Exercise
Every record is to be restated exactly, with nothing left out.
#### Data for this task ####
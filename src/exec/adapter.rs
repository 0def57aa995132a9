use std::io::Read;
use std::os::unix::process::ExitStatusExt;
use std::process::Child;
use std::sync::atomic::{AtomicBool, Ordering};
use std::sync::{Arc, Mutex};
use std::thread::{self, JoinHandle};
use std::time::Duration;

use crossbeam_channel::{bounded, Receiver, RecvTimeoutError, Sender, TryRecvError};
use log::{debug, warn};

use super::handle::{ExecutionHandle, ExecutionResult, ResultCell};
use super::signal::{is_no_such_process, OsSignaller, ProcessSignaller, Signal};
use crate::models::error::ExecError;

pub const GRACEFUL_KILL_TIMEOUT: Duration = Duration::from_millis(2000);

const READ_CHUNK: usize = 8 * 1024;

/// Wraps a spawned child process as an [`ExecutionHandle`].
///
/// Stdout and stderr are drained on their own threads into one buffer, in
/// the order chunks arrive. A waiter thread owns the child, reaps it, and
/// publishes the result once both streams hit EOF.
pub struct ShellExecutionAdapter {
    pid: u32,
    result: Arc<ResultCell>,
    // Never carries a message; disconnects when the process has closed.
    closed: Receiver<()>,
    aborted: Arc<AtomicBool>,
    kill_timeout: Duration,
}

impl ShellExecutionAdapter {
    pub fn new(mut child: Child) -> Result<Self, ExecError> {
        let pid = child.id();
        if pid == 0 {
            return Err(ExecError::MissingPid);
        }

        let output = Arc::new(Mutex::new(String::new()));
        let aborted = Arc::new(AtomicBool::new(false));
        let result = Arc::new(ResultCell::default());
        let (closed_tx, closed_rx) = bounded::<()>(0);

        let mut readers = Vec::with_capacity(2);
        if let Some(stdout) = child.stdout.take() {
            readers.push(spawn_reader(format!("bg-stdout-{}", pid), stdout, &output)?);
        }
        if let Some(stderr) = child.stderr.take() {
            readers.push(spawn_reader(format!("bg-stderr-{}", pid), stderr, &output)?);
        }

        let waiter_output = Arc::clone(&output);
        let waiter_aborted = Arc::clone(&aborted);
        let waiter_result = Arc::clone(&result);
        thread::Builder::new()
            .name(format!("bg-wait-{}", pid))
            .spawn(move || {
                wait_for_close(child, readers, waiter_output, waiter_aborted, waiter_result, closed_tx)
            })
            .map_err(ExecError::Spawn)?;

        Ok(Self {
            pid,
            result,
            closed: closed_rx,
            aborted,
            kill_timeout: GRACEFUL_KILL_TIMEOUT,
        })
    }

    /// Overrides how long `kill` waits after SIGTERM before sending SIGKILL.
    pub fn with_kill_timeout(mut self, timeout: Duration) -> Self {
        self.kill_timeout = timeout;
        self
    }

    pub fn is_closed(&self) -> bool {
        matches!(self.closed.try_recv(), Err(TryRecvError::Disconnected))
    }

    fn signal(&self, signal: Signal) -> Result<(), ExecError> {
        match OsSignaller.send(self.pid, signal) {
            Ok(()) => Ok(()),
            Err(e) if is_no_such_process(&e) => Ok(()),
            Err(e) => Err(ExecError::Signal(e)),
        }
    }
}

impl ExecutionHandle for ShellExecutionAdapter {
    fn pid(&self) -> Option<u32> {
        Some(self.pid)
    }

    fn result(&self) -> Receiver<ExecutionResult> {
        self.result.subscribe()
    }

    fn kill(&self) -> Result<(), ExecError> {
        if self.is_closed() {
            return Ok(());
        }
        self.aborted.store(true, Ordering::SeqCst);

        self.signal(Signal::Terminate)?;
        if let Err(RecvTimeoutError::Timeout) = self.closed.recv_timeout(self.kill_timeout) {
            debug!("Process {} ignored SIGTERM, sending SIGKILL", self.pid);
            self.signal(Signal::Kill)?;
            let _ = self.closed.recv();
        }
        Ok(())
    }
}

fn spawn_reader<R>(
    name: String,
    mut stream: R,
    output: &Arc<Mutex<String>>,
) -> Result<JoinHandle<()>, ExecError>
where
    R: Read + Send + 'static,
{
    let output = Arc::clone(output);
    thread::Builder::new()
        .name(name)
        .spawn(move || {
            let mut buf = [0u8; READ_CHUNK];
            loop {
                match stream.read(&mut buf) {
                    Ok(0) => break,
                    Ok(n) => {
                        let chunk = String::from_utf8_lossy(&buf[..n]);
                        output
                            .lock()
                            .unwrap_or_else(|e| e.into_inner())
                            .push_str(&chunk);
                    }
                    Err(e) if e.kind() == std::io::ErrorKind::Interrupted => continue,
                    Err(e) => {
                        warn!("Stopped reading process output: {}", e);
                        break;
                    }
                }
            }
        })
        .map_err(ExecError::Spawn)
}

fn wait_for_close(
    mut child: Child,
    readers: Vec<JoinHandle<()>>,
    output: Arc<Mutex<String>>,
    aborted: Arc<AtomicBool>,
    result: Arc<ResultCell>,
    closed: Sender<()>,
) {
    let status = child.wait();
    for reader in readers {
        let _ = reader.join();
    }
    let output = output.lock().unwrap_or_else(|e| e.into_inner()).clone();
    let aborted = aborted.load(Ordering::SeqCst);

    let outcome = match status {
        Ok(status) => ExecutionResult {
            exit_code: status.code(),
            signal: status.signal(),
            aborted,
            error: None,
            output,
        },
        Err(e) => ExecutionResult {
            exit_code: Some(1),
            signal: None,
            aborted,
            error: Some(e.to_string()),
            output,
        },
    };
    debug!("Process {} closed: {:?}", child.id(), outcome.exit_code);

    // The result is visible before `closed` disconnects.
    result.fulfill(outcome);
    drop(closed);
}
####
Response
filename src/exec/adapter.rs
repository 0def57aa995132a9
use std::io::Read;
use std::os::unix::process::ExitStatusExt;
use std::process::Child;
use std::sync::atomic::{AtomicBool, Ordering};
use std::sync::{Arc, Mutex};
use std::thread::{self, JoinHandle};
use std::time::Duration;

use crossbeam_channel::{bounded, Receiver, RecvTimeoutError, Sender, TryRecvError};
use log::{debug, warn};

use super::handle::{ExecutionHandle, ExecutionResult, ResultCell};
use super::signal::{is_no_such_process, OsSignaller, ProcessSignaller, Signal};
use crate::models::error::ExecError;

pub const GRACEFUL_KILL_TIMEOUT: Duration = Duration::from_millis(2000);

const READ_CHUNK: usize = 8 * 1024;

/// Wraps a spawned child process as an [`ExecutionHandle`].
///
/// Stdout and stderr are drained on their own threads into one buffer, in
/// the order chunks arrive. A waiter thread owns the child, reaps it, and
/// publishes the result once both streams hit EOF.
pub struct ShellExecutionAdapter {
    pid: u32,
    result: Arc<ResultCell>,
    // Never carries a message; disconnects when the process has closed.
    closed: Receiver<()>,
    aborted: Arc<AtomicBool>,
    kill_timeout: Duration,
}

impl ShellExecutionAdapter {
    pub fn new(mut child: Child) -> Result<Self, ExecError> {
        let pid = child.id();
        if pid == 0 {
            return Err(ExecError::MissingPid);
        }

        let output = Arc::new(Mutex::new(String::new()));
        let aborted = Arc::new(AtomicBool::new(false));
        let result = Arc::new(ResultCell::default());
        let (closed_tx, closed_rx) = bounded::<()>(0);

        let mut readers = Vec::with_capacity(2);
        if let Some(stdout) = child.stdout.take() {
            readers.push(spawn_reader(format!("bg-stdout-{}", pid), stdout, &output)?);
        }
        if let Some(stderr) = child.stderr.take() {
            readers.push(spawn_reader(format!("bg-stderr-{}", pid), stderr, &output)?);
        }

        let waiter_output = Arc::clone(&output);
        let waiter_aborted = Arc::clone(&aborted);
        let waiter_result = Arc::clone(&result);
        thread::Builder::new()
            .name(format!("bg-wait-{}", pid))
            .spawn(move || {
                wait_for_close(child, readers, waiter_output, waiter_aborted, waiter_result, closed_tx)
            })
            .map_err(ExecError::Spawn)?;

        Ok(Self {
            pid,
            result,
            closed: closed_rx,
            aborted,
            kill_timeout: GRACEFUL_KILL_TIMEOUT,
        })
    }

    /// Overrides how long `kill` waits after SIGTERM before sending SIGKILL.
    pub fn with_kill_timeout(mut self, timeout: Duration) -> Self {
        self.kill_timeout = timeout;
        self
    }

    pub fn is_closed(&self) -> bool {
        matches!(self.closed.try_recv(), Err(TryRecvError::Disconnected))
    }

    fn signal(&self, signal: Signal) -> Result<(), ExecError> {
        match OsSignaller.send(self.pid, signal) {
            Ok(()) => Ok(()),
            Err(e) if is_no_such_process(&e) => Ok(()),
            Err(e) => Err(ExecError::Signal(e)),
        }
    }
}

impl ExecutionHandle for ShellExecutionAdapter {
    fn pid(&self) -> Option<u32> {
        Some(self.pid)
    }

    fn result(&self) -> Receiver<ExecutionResult> {
        self.result.subscribe()
    }

    fn kill(&self) -> Result<(), ExecError> {
        if self.is_closed() {
            return Ok(());
        }
        self.aborted.store(true, Ordering::SeqCst);

        self.signal(Signal::Terminate)?;
        if let Err(RecvTimeoutError::Timeout) = self.closed.recv_timeout(self.kill_timeout) {
            debug!("Process {} ignored SIGTERM, sending SIGKILL", self.pid);
            self.signal(Signal::Kill)?;
            let _ = self.closed.recv();
        }
        Ok(())
    }
}

fn spawn_reader<R>(
    name: String,
    mut stream: R,
    output: &Arc<Mutex<String>>,
) -> Result<JoinHandle<()>, ExecError>
where
    R: Read + Send + 'static,
{
    let output = Arc::clone(output);
    thread::Builder::new()
        .name(name)
        .spawn(move || {
            let mut buf = [0u8; READ_CHUNK];
            loop {
                match stream.read(&mut buf) {
                    Ok(0) => break,
                    Ok(n) => {
                        let chunk = String::from_utf8_lossy(&buf[..n]);
                        output
                            .lock()
                            .unwrap_or_else(|e| e.into_inner())
                            .push_str(&chunk);
                    }
                    Err(e) if e.kind() == std::io::ErrorKind::Interrupted => continue,
                    Err(e) => {
                        warn!("Stopped reading process output: {}", e);
                        break;
                    }
                }
            }
        })
        .map_err(ExecError::Spawn)
}

fn wait_for_close(
    mut child: Child,
    readers: Vec<JoinHandle<()>>,
    output: Arc<Mutex<String>>,
    aborted: Arc<AtomicBool>,
    result: Arc<ResultCell>,
    closed: Sender<()>,
) {
    let status = child.wait();
    for reader in readers {
        let _ = reader.join();
    }
    let output = output.lock().unwrap_or_else(|e| e.into_inner()).clone();
    let aborted = aborted.load(Ordering::SeqCst);

    let outcome = match status {
        Ok(status) => ExecutionResult {
            exit_code: status.code(),
            signal: status.signal(),
            aborted,
            error: None,
            output,
        },
        Err(e) => ExecutionResult {
            exit_code: Some(1),
            signal: None,
            aborted,
            error: Some(e.to_string()),
            output,
        },
    };
    debug!("Process {} closed: {:?}", child.id(), outcome.exit_code);

    // The result is visible before `closed` disconnects.
    result.fulfill(outcome);
    drop(closed);
}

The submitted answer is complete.